Am 6. April 1994 schien über Kiel die Sonne, bei leichter Bewölkung. Ich weiß das, weil ich damals ein wissenschaftliches Tagebuch geschrieben habe. Ich war 13 Jahre alt und wollte Forscherin werden. Meine Exkursionen führten mich in ein halbwildes Kleingartengebiet am Rand der Stadt, zwischen einem Friedhof und dem Logistikzentrum eines Supermarkts.

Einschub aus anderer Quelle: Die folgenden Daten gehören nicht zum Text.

#[cfg(test)]
mod tests {
    use super::*;
    use serde_test::{assert_ser_tokens, Token};
    use std::io;

    /// Outcome used across the tests.
    const DECLARED: Outcome = Outcome::declare(10, "Declared failure", StatusCode::NOT_FOUND);

    /// Fake resource that counts every call to `close`.
    struct Counted(u32);

    impl Close for Counted {
        fn close(&mut self) {
            self.0 += 1;
        }
    }

    #[test]
    fn test_outcome_declare() {
        assert_eq!(10, DECLARED.code());
        assert_eq!("Declared failure", DECLARED.message());
        assert_eq!(StatusCode::NOT_FOUND, DECLARED.status());
        assert!(DECLARED.exception().is_none());
        assert!(!DECLARED.is_valid());
        assert!(Outcome::VALID.is_valid());
        assert_eq!(StatusCode::OK, Outcome::declare_ok(11, "Fine").status());
    }

    #[test]
    fn test_outcome_from_exception() {
        let outcome = Outcome::from_exception(io::Error::new(io::ErrorKind::Other, "disk on fire"));
        assert_eq!(EXCEPTION_CODE, outcome.code());
        assert_eq!(EXCEPTION_MESSAGE, outcome.message());
        assert_eq!(StatusCode::INTERNAL_SERVER_ERROR, outcome.status());
        assert!(outcome.exception_type().unwrap().contains("io"));
        assert_eq!("disk on fire", outcome.exception().unwrap().error().to_string());
    }

    #[test]
    fn test_outcome_from_message() {
        let outcome = Outcome::from_message("Could not find code: 5");
        assert_eq!(EXCEPTION_CODE, outcome.code());
        assert_eq!("Could not find code: 5", outcome.exception().unwrap().error().to_string());
    }

    #[test]
    fn test_outcome_equality_is_by_code() {
        let other = Outcome::declare(10, "Same code, different text", StatusCode::OK);
        assert_eq!(DECLARED, other);
        assert_ne!(DECLARED, Outcome::VALID);
    }

    #[test]
    fn test_outcome_serialize_omits_internals() {
        assert_ser_tokens(
            &DECLARED,
            &[
                Token::Struct { name: "Outcome", len: 2 },
                Token::Str("code"),
                Token::I32(10),
                Token::Str("message"),
                Token::Str("Declared failure"),
                Token::StructEnd,
            ],
        );

        let outcome = Outcome::from_message("secret details");
        let json = serde_json::to_string(&outcome).unwrap();
        assert_eq!(r#"{"code":-1,"message":"Something went wrong"}"#, json);
    }

    #[test]
    fn test_outcome_deserialize() {
        let outcome: Outcome = serde_json::from_str(r#"{"code":10,"message":"foo"}"#).unwrap();
        assert_eq!(DECLARED, outcome);
        assert_eq!("foo", outcome.message());
    }

    #[test]
    fn test_resulted_ok() {
        let resulted = Resulted::ok(42);
        assert!(!resulted.with_result());
        assert!(!resulted.not_valid());
        assert_eq!(42, *resulted.value());
        assert_eq!(&Outcome::VALID, resulted.result());
        assert_eq!(Ok(42), resulted.into_result());
    }

    #[test]
    fn test_resulted_from_result() {
        let resulted = Resulted::<i32>::from_result(DECLARED);
        assert!(resulted.with_result());
        assert_eq!(&DECLARED, resulted.result());
        assert!(resulted.result().exception().is_none());
    }

    #[test]
    #[should_panic(expected = "valid outcome")]
    fn test_resulted_from_result_valid_panics() {
        let _ = Resulted::<i32>::from_result(Outcome::VALID);
    }

    #[test]
    fn test_resulted_from_exception() {
        let resulted =
            Resulted::<i32>::from_exception(io::Error::new(io::ErrorKind::Other, "broken"));
        assert!(resulted.with_result());
        assert_eq!("broken", resulted.result().exception().unwrap().error().to_string());
        assert_eq!(StatusCode::INTERNAL_SERVER_ERROR, resulted.result().status());
    }

    #[test]
    #[should_panic(expected = "No value present")]
    fn test_resulted_value_on_failure_panics() {
        let resulted = Resulted::<i32>::from_result(DECLARED);
        resulted.value();
    }

    #[test]
    fn test_resulted_propagate() {
        let original = Resulted::<i32>::from_result(DECLARED);
        let propagated = Resulted::<String>::propagate(original);
        assert_eq!(&DECLARED, propagated.result());
    }

    #[test]
    #[should_panic(expected = "Cannot propagate")]
    fn test_resulted_propagate_value_panics() {
        let _ = Resulted::<String>::propagate(Resulted::ok(3));
    }

    #[test]
    fn test_resulted_from_std_result() {
        let resulted: Resulted<u8> = "300".parse::<u8>().into();
        assert_eq!(EXCEPTION_CODE, resulted.result().code());
        assert!(resulted.result().exception_type().unwrap().contains("ParseIntError"));

        let resulted: Resulted<u8> = "30".parse::<u8>().into();
        assert_eq!(60, resulted.map(|v| v * 2).into_value());
    }

    #[test]
    fn test_resulted_close_is_idempotent() {
        let mut resulted = Resulted::ok(Counted(0));
        assert!(!resulted.is_closed());
        resulted.close();
        resulted.close();
        resulted.close();
        assert!(resulted.is_closed());
        assert_eq!(1, resulted.value().0);

        let mut failed = Resulted::<Counted>::from_result(DECLARED);
        failed.close();
        assert!(failed.is_closed());
    }
}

Da lag ein namenloser Tümpel, kaum größer als drei Badewannen. Und obwohl ich auch Hummeln beobachtete und in Mäuselöchern herumstocherte, zog es mich immer wieder zum Wasser zurück. „Ich fischte eine Stunde lang“, notierte ich mit schwarzer Tinte, „meine Ausbeute: eine Wasserassel (sie rennt in meiner zum Aquarium umfunktionierten Glasvase andauernd im Kreis herum), ein Egel, wahrscheinlich ein Hundeegel, zwei Köcherfliegenlarven und zwei Tiere, die ich noch nicht näher bestimmen konnte.“
Meine Aufzeichnungen zeigen zwei Dinge: Erstens, ich war ein merkwürdiges Kind. Und zweitens, es gibt für ein merkwürdiges Kind, das wilde Tiere in freier Natur beobachten möchte, kaum einen besseren Ort als das, was die Limnologen „Stillgewässer“ nennen. Limnologen (von griechisch limne, der See) sind Menschen, die sich hauptberuflich mit Binnengewässern beschäftigen, mit Bächen, Flüssen, Teichen, Seen.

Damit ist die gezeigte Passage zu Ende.